Molecular cloning of the cDNA for the catalytic subunit of plant DNA polymerase alpha and its cell-cycle dependent expression.

Abstract

DNA polymerase alpha has been studied in considerable detail in yeast and animals. Genetic and biochemical analyses reveal that this enzyme is composed of a heterotetramer and is necessary for replicon initiation and primer synthesis in lagging strand synthesis. In spite of the fact that modes of DNA replication in plants seem to be similar to those in other eukaryotes, very little is known about the biochemical components that participate in DNA replication of plants, including DNA polymerases. Using a 561-base pair DNA fragment, obtained by polymerase chain reaction amplification from a rice cDNA library as a probe, we isolated and sequenced a cDNA homologous to the cDNA for the catalytic subunit of rice DNA polymerase alpha.
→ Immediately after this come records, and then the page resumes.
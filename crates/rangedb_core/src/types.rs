//! Core type definitions for rangedb.

use serde::{Deserialize, Serialize};
use std::fmt;

/// Unique identifier for a transaction.
///
/// Transaction IDs are monotonically increasing and never reused within one
/// database lifetime. [`TxnId::NONE`] marks versions whose origin is no
/// longer relevant (for example versions rebuilt from a checkpoint).
#[derive(Debug, Clone, Copy, PartialEq, Eq, PartialOrd, Ord, Hash, Serialize, Deserialize)]
pub struct TxnId(pub u64);

impl TxnId {
    /// The id of no transaction; globally visible.
    pub const NONE: Self = Self(0);

    /// Creates a new transaction ID.
    #[must_use]
    pub const fn new(id: u64) -> Self {
        Self(id)
    }

    /// Returns the raw ID value.
    #[must_use]
    pub const fn as_u64(self) -> u64 {
        self.0
    }
}

impl fmt::Display for TxnId {
    fn fmt(&self, f: &mut fmt::Formatter<'_>) -> fmt::Result {
        write!(f, "txn:{}", self.0)
    }
}

/// A point on the application's logical timeline.
///
/// Timestamps are opaque, caller-assigned 64-bit values. `0` means "no
/// timestamp"; configuration strings spell timestamps in hexadecimal.
#[derive(
    Debug, Clone, Copy, Default, PartialEq, Eq, PartialOrd, Ord, Hash, Serialize, Deserialize,
)]
pub struct Timestamp(pub u64);

impl Timestamp {
    /// No timestamp.
    pub const NONE: Self = Self(0);
    /// The largest timestamp; used as "never" for stop points.
    pub const MAX: Self = Self(u64::MAX);

    /// Creates a timestamp.
    #[must_use]
    pub const fn new(ts: u64) -> Self {
        Self(ts)
    }

    /// Returns the raw value.
    #[must_use]
    pub const fn as_u64(self) -> u64 {
        self.0
    }

    /// Whether this is [`Timestamp::NONE`].
    #[must_use]
    pub const fn is_none(self) -> bool {
        self.0 == 0
    }

    /// Parses the hexadecimal spelling used in configuration strings.
    #[must_use]
    pub fn from_hex(s: &str) -> Option<Self> {
        if s.is_empty() {
            return None;
        }
        u64::from_str_radix(s, 16).ok().map(Self)
    }

    /// Formats the timestamp the way configuration strings expect it.
    #[must_use]
    pub fn to_hex(self) -> String {
        format!("{:x}", self.0)
    }
}

impl fmt::Display for Timestamp {
    fn fmt(&self, f: &mut fmt::Formatter<'_>) -> fmt::Result {
        write!(f, "ts:{}", self.0)
    }
}

impl From<u64> for Timestamp {
    fn from(ts: u64) -> Self {
        Self(ts)
    }
}

/// Identifier attached to a prepared transaction by an external coordinator.
#[derive(Debug, Clone, Copy, PartialEq, Eq, PartialOrd, Ord, Hash, Serialize, Deserialize)]
pub struct PreparedId(pub u64);

impl PreparedId {
    /// Creates a prepared id.
    #[must_use]
    pub const fn new(id: u64) -> Self {
        Self(id)
    }

    /// Returns the raw value.
    #[must_use]
    pub const fn as_u64(self) -> u64 {
        self.0
    }
}

impl fmt::Display for PreparedId {
    fn fmt(&self, f: &mut fmt::Formatter<'_>) -> fmt::Result {
        write!(f, "prepared:{}", self.0)
    }
}

/// Identifier of a table in the catalog.
#[derive(Debug, Clone, Copy, PartialEq, Eq, PartialOrd, Ord, Hash, Serialize, Deserialize)]
pub struct TableId(pub u32);

impl TableId {
    /// Creates a new table ID.
    #[must_use]
    pub const fn new(id: u32) -> Self {
        Self(id)
    }

    /// Returns the raw ID value.
    #[must_use]
    pub const fn as_u32(self) -> u32 {
        self.0
    }
}

impl fmt::Display for TableId {
    fn fmt(&self, f: &mut fmt::Formatter<'_>) -> fmt::Result {
        write!(f, "table:{}", self.0)
    }
}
The encoded polypeptide has extensive homology with the catalytic subunit of DNA polymerase alpha from several species. Furthermore, when the cDNA was expressed in eukaryotic transcription/translation systems, the protein products showed DNA polymerase activity which was inhibited by a monoclonal antibody specific for DNA polymerase alpha. Using RNA gel blot analysis, we found that the levels of mRNA of the catalytic subunit of this enzyme is regulated during the cell-cycle in plant cells. This is the first report which describes the cDNA cloning of plant DNA polymerase. We conclude that the principal features of the DNA polymerase alpha catalytic subunit are conserved in plants.